We then login to the session as normal, but we're going to put one extra piece of information into the token so that we know that the token is an impersonation one. We'll put the admins id into the :imp key (note this is non-standard). The imp key will now be present in the claims on each request when the JWT is decoded.
At this point, I like to have a way on the front end to know that I'm impersonating and allow me to stop impersonating (logout that user from the default location). To do this I put a simple template in my layout that will be a bar at the top of the page.
<%= if admin_logged_in?(@conn) && logged_in?(@conn) do %>
<div class='impersonation-bar'>
<%= link "Stop impersonating #{current_user(@conn).name}",
to: admin_session_path(@conn, :stop_impersonating),
method: "DELETE",
class: "btn btn-xs btn-warning"
%>
</div>
<% end %>
Where the helper methods are imported in web.ex:
defmodule MyApp.ViewHelpers do
def admin_logged_in?(conn) do
Guardian.Plug.authenticated?(conn, :admin)
end
def admin_user(conn) do
Guardian.Plug.current_resource(conn, :admin)
end
def logged_in?(conn) do
Guardian.Plug.authenticated?(conn)
end
def current_user(conn) do
Guardian.Plug.current_resource(conn)
end
end
We're almost done. For this to work, we need to verify the admin token in the normal site. We don't need to load the admin resource, just verify the token. We'll add another pipeline.

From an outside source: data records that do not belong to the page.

//! Stage rendering
//!
//! The simulation tells the renderer which parts of the static grid went
//! stale through repaint events; entities carry their own redraw flags.
//! [`TextRenderer`] keeps the last frame and touches only stale cells and
//! flagged entities on each draw.

use glam::IVec2;

use crate::sim::{AnimationMode, GameEvent, MovableKind, Stage, Tile, tile_glyph};

/// Part of the static grid that must be repainted
#[derive(Debug, Clone, Copy, PartialEq, Eq)]
pub enum Region {
    /// Every cell inside the border ring
    Interior,
    /// Cells within Chebyshev `radius` of `center`
    Area { center: IVec2, radius: i32 },
}

impl Region {
    /// Region carried by a repaint event, if any
    pub fn from_event(event: &GameEvent) -> Option<Region> {
        match *event {
            GameEvent::RepaintInterior => Some(Region::Interior),
            GameEvent::RepaintArea { center, radius } => Some(Region::Area { center, radius }),
            _ => None,
        }
    }
}

/// Something that can draw a stage
pub trait Renderer {
    /// Mark a region of the static grid as stale
    fn invalidate(&mut self, region: Region);
    /// Draw the stage: stale cells are repainted and entities whose redraw
    /// flag is set are drawn again
    fn draw(&mut self, stage: &Stage);
}

const BOULDER_GLYPH: char = 'B';
const BOMB_GLYPH: char = 'O';
const BLACK_HOLE_GLYPH: char = '@';
const PLAYER_GLYPH: char = 'P';
const BLAST_GLYPH: char = '*';

/// Character-cell renderer
#[derive(Debug, Default)]
pub struct TextRenderer {
    width: i32,
    height: i32,
    /// Painted static grid
    background: Vec<char>,
    /// Background with entities on top, kept between draws
    frame: Vec<char>,
    stale: Vec<Region>,
    /// Cell each movable slot was last drawn at
    drawn: Vec<Option<IVec2>>,
    player_drawn: Option<IVec2>,
    /// Cells repainted since creation
    painted: usize,
    /// Entity glyphs drawn since creation
    entity_draws: usize,
}

impl TextRenderer {
    pub fn new() -> Self {
        Self::default()
    }

    /// Cells repainted so far
    pub fn painted(&self) -> usize {
        self.painted
    }

    /// Entity glyphs drawn so far
    pub fn entity_draws(&self) -> usize {
        self.entity_draws
    }

    /// Last drawn frame as text, one line per grid row
    pub fn text(&self) -> String {
        let mut out = String::with_capacity(self.frame.len() + self.height.max(0) as usize);
        for row in self.frame.chunks(self.width.max(1) as usize) {
            out.extend(row);
            out.push('\n');
        }
        out
    }

    /// Glyph at `cell` in the last drawn frame
    pub fn glyph(&self, cell: IVec2) -> Option<char> {
        self.index(cell).map(|i| self.frame[i])
    }

    fn index(&self, cell: IVec2) -> Option<usize> {
        let inside = cell.x >= 0 && cell.y >= 0 && cell.x < self.width && cell.y < self.height;
        inside.then(|| (cell.y * self.width + cell.x) as usize)
    }

    fn paint(&mut self, stage: &Stage, cell: IVec2) {
        if let Some(i) = self.index(cell) {
            self.background[i] = tile_glyph(stage.grid.tile(cell));
            self.painted += 1;
        }
    }

    fn resize(&mut self, stage: &Stage) {
        self.width = stage.grid.width();
        self.height = stage.grid.height();
        let len = (self.width * self.height).max(0) as usize;
        self.background = vec![' '; len];
        self.stale.clear();
        self.drawn.clear();
        self.player_drawn = None;
        for y in 0..self.height {
            for x in 0..self.width {
                self.paint(stage, IVec2::new(x, y));
            }
        }
        self.frame = self.background.clone();
        log::debug!("Text renderer sized to {}x{}", self.width, self.height);
    }

    /// Put the background back on `cell`
    fn restore(&mut self, cell: IVec2) {
        if let Some(i) = self.index(cell) {
            self.frame[i] = self.background[i];
        }
    }

    fn overlay(&mut self, cell: IVec2, glyph: char) {
        if let Some(i) = self.index(cell) {
            self.frame[i] = glyph;
        }
    }

    /// Repaint the stale regions and return every cell that was touched
    fn repaint_stale(&mut self, stage: &Stage) -> Vec<IVec2> {
        let mut dirty = Vec::new();
        for region in std::mem::take(&mut self.stale) {
            match region {
                Region::Interior => dirty.extend(stage.grid.interior()),
                Region::Area { center, radius } => {
                    for dy in -radius..=radius {
                        for dx in -radius..=radius {
                            dirty.push(center + IVec2::new(dx, dy));
                        }
                    }
                }
            }
        }
        for cell in &dirty {
            self.paint(stage, *cell);
        }
        dirty
    }
}

fn movable_glyph(kind: MovableKind) -> char {
    match kind {
        MovableKind::Boulder => BOULDER_GLYPH,
        MovableKind::Bomb { .. } => BOMB_GLYPH,
        MovableKind::BlackHole { .. } => BLACK_HOLE_GLYPH,
    }
}

impl Renderer for TextRenderer {
    fn invalidate(&mut self, region: Region) {
        self.stale.push(region);
    }

    fn draw(&mut self, stage: &Stage) {
        if self.width != stage.grid.width() || self.height != stage.grid.height() {
            self.resize(stage);
        }
        let move_ticks = stage.tuning.move_ticks;
        let mut dirty = self.repaint_stale(stage);

        // Cells under a running effect change every frame
        let anim = stage.animation;
        match anim.mode {
            AnimationMode::None => {}
            AnimationMode::Explosion => {
                dirty.extend(crate::neighbors8(anim.origin).chain([anim.origin]));
            }
            _ => dirty.push(anim.origin),
        }

        // Flagged or vanished entities leave their old cell
        for (slot, prev) in self.drawn.iter().enumerate() {
            let Some(prev) = prev else {
                continue;
            };
            if stage.movables.get(slot).is_none_or(|m| m.redraw) {
                dirty.push(*prev);
            }
        }
        if stage.player.redraw {
            dirty.extend(self.player_drawn);
        }

        for cell in &dirty {
            self.restore(*cell);
        }

        match anim.mode {
            AnimationMode::None => {}
            AnimationMode::Explosion => {
                for cell in crate::neighbors8(anim.origin).chain([anim.origin]) {
                    self.overlay(cell, BLAST_GLYPH);
                }
            }
            // Partial reveal: the cleared cell shows through halfway in
            _ if anim.progress(&stage.tuning) >= 0.5 => {
                self.overlay(anim.origin, tile_glyph(Tile::EMPTY));
            }
            _ => {}
        }

        let mut drawn = vec![None; stage.movables.capacity()];
        for (slot, m) in stage.movables.iter() {
            let cell = m.render_pos(move_ticks).round().as_ivec2();
            let prev = self.drawn.get(slot).copied().flatten();
            if m.redraw || prev.is_none() || dirty.contains(&cell) {
                self.overlay(cell, movable_glyph(m.kind));
                self.entity_draws += 1;
                drawn[slot] = Some(cell);
            } else {
                drawn[slot] = prev;
            }
        }
        self.drawn = drawn;

        let cell = stage.player.render_pos(move_ticks).round().as_ivec2();
        if stage.player.redraw || self.player_drawn.is_none() || dirty.contains(&cell) {
            self.overlay(cell, PLAYER_GLYPH);
            self.entity_draws += 1;
            self.player_drawn = Some(cell);
        }
    }
}

#[cfg(test)]
mod tests {
    use super::*;
    use crate::sim::Tilemap;

    const FIELD: &str = "0\n######\n#PB.g#\n#..~.#\n######\n";

    fn stage() -> Stage {
        Stage::load(&Tilemap::from_text(FIELD).unwrap()).unwrap()
    }

    #[test]
    fn test_first_draw_paints_everything() {
        let stage = stage();
        let mut renderer = TextRenderer::new();
        renderer.draw(&stage);
        assert_eq!(renderer.text(), "######\n#PB.g#\n#..~.#\n######\n");
        assert_eq!(renderer.painted(), 24);
    }

    #[test]
    fn test_only_stale_cells_repaint() {
        let mut stage = stage();
        let mut renderer = TextRenderer::new();
        renderer.draw(&stage);

        let gem = IVec2::new(4, 1);
        stage.grid.set_tile(gem, Tile::EMPTY);
        renderer.draw(&stage);
        // Nothing invalidated, the old gem is still painted
        assert_eq!(renderer.glyph(gem), Some('g'));

        renderer.invalidate(Region::Area {
            center: gem,
            radius: 0,
        });
        renderer.draw(&stage);
        assert_eq!(renderer.glyph(gem), Some('.'));
        assert_eq!(renderer.painted(), 25);
    }

    #[test]
    fn test_region_from_event() {
        assert_eq!(
            Region::from_event(&GameEvent::RepaintInterior),
            Some(Region::Interior)
        );
        assert_eq!(Region::from_event(&GameEvent::StageCleared), None);
    }

    #[test]
    fn test_entities_follow_redraw_flags() {
        let mut stage = stage();
        let mut renderer = TextRenderer::new();
        renderer.draw(&stage);
        assert_eq!(renderer.entity_draws(), 2);

        stage.clear_redraw_flags();
        renderer.draw(&stage);
        assert_eq!(renderer.entity_draws(), 2);

        // Moved without its flag: the old glyph stays on screen
        let (old, new) = (IVec2::new(2, 1), IVec2::new(3, 1));
        let slot = stage.movables.at(old).unwrap();
        let boulder = stage.movables.get_mut(slot).unwrap();
        boulder.pos = new;
        boulder.target = new;
        renderer.draw(&stage);
        assert_eq!(renderer.glyph(old), Some('B'));
        assert_eq!(renderer.glyph(new), Some('.'));

        // Flagged: the old cell is restored and the new one drawn
        stage.movables.get_mut(slot).unwrap().redraw = true;
        renderer.draw(&stage);
        assert_eq!(renderer.glyph(old), Some('.'));
        assert_eq!(renderer.glyph(new), Some('B'));
        assert_eq!(renderer.entity_draws(), 3);
    }

    #[test]
    fn test_destroyed_movable_is_erased() {
        let mut stage = stage();
        let mut renderer = TextRenderer::new();
        renderer.draw(&stage);
        stage.clear_redraw_flags();

        let cell = IVec2::new(2, 1);
        let slot = stage.movables.at(cell).unwrap();
        stage.destroy_movable(slot);
        renderer.draw(&stage);
        assert_eq!(renderer.glyph(cell), Some('.'));
        assert_eq!(renderer.glyph(IVec2::new(1, 1)), Some('P'));
    }

    #[test]
    fn test_explosion_overlay() {
        let mut stage = stage();
        let mut renderer = TextRenderer::new();
        stage.start_animation(AnimationMode::Explosion, IVec2::new(3, 2));
        renderer.draw(&stage);
        assert_eq!(renderer.glyph(IVec2::new(3, 2)), Some('*'));
        assert_eq!(renderer.glyph(IVec2::new(4, 1)), Some('*'));
        // Entities stay on top
        assert_eq!(renderer.glyph(IVec2::new(2, 1)), Some('B'));
    }
}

pipeline :impersonation_browser_auth do
plug Guardian.Plug.VerifySession, key: :admin
end
scope "/", MyApp do
pipe_through [
:browser,
:browser_auth,
:impersonation_browser_auth
]
end
By verifying the token, we'll be able to see if the admin is logged in and valid in our template for the impersonation bar.
That's almost it. The stop_impersonating function is just a simple logout function where we only sign out of the :default location rather than all.